Within the data that follows, tally every line containing "mpsc". Provide only the tally.

**GIVEN INFORMATION:**
____
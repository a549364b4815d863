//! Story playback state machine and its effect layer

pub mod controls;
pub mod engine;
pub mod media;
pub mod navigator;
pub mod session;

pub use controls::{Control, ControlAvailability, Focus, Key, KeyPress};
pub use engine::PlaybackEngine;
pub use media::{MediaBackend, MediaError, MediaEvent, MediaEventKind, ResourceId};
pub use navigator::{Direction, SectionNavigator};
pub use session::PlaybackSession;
____
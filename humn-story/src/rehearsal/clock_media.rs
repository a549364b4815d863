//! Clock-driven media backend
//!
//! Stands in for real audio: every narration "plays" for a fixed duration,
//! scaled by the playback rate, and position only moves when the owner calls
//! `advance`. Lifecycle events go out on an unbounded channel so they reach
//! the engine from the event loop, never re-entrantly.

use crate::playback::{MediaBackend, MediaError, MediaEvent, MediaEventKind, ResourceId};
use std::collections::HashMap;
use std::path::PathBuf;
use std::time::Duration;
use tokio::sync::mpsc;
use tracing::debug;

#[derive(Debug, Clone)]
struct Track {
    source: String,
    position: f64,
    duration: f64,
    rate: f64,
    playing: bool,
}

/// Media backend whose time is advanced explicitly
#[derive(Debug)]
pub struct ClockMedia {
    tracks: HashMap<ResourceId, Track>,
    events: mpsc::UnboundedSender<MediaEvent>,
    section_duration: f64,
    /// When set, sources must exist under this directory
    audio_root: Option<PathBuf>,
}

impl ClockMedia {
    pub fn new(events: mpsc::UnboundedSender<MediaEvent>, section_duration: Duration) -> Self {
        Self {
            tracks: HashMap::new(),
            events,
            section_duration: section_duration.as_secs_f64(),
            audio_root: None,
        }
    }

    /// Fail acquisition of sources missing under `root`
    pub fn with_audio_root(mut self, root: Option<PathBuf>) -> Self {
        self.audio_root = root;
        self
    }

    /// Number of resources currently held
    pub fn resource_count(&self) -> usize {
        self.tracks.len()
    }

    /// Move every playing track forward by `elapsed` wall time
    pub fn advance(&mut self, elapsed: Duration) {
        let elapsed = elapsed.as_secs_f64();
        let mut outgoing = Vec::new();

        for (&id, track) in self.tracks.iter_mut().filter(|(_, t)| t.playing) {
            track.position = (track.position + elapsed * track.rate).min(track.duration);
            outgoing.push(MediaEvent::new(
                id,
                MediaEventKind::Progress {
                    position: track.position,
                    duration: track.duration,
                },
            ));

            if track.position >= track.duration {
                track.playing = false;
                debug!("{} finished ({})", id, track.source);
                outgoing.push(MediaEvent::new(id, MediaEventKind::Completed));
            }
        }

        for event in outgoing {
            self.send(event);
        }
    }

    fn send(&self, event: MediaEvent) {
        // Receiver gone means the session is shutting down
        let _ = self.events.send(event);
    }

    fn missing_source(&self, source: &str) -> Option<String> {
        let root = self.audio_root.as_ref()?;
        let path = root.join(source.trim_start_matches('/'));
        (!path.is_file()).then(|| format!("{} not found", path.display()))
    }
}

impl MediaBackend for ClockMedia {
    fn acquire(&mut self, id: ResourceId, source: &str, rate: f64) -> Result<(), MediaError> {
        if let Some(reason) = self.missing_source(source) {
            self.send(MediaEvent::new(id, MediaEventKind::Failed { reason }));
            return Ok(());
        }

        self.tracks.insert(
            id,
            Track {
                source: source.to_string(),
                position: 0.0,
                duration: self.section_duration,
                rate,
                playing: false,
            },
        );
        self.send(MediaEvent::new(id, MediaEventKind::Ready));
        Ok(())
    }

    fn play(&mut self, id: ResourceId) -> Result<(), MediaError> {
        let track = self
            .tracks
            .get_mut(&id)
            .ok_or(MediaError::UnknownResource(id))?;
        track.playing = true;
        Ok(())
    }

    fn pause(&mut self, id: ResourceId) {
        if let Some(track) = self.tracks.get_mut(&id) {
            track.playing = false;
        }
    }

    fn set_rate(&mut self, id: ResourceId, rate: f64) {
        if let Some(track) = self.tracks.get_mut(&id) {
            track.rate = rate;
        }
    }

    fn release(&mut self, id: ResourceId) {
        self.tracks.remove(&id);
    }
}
____
**RESULT OF THIS TASK:** 3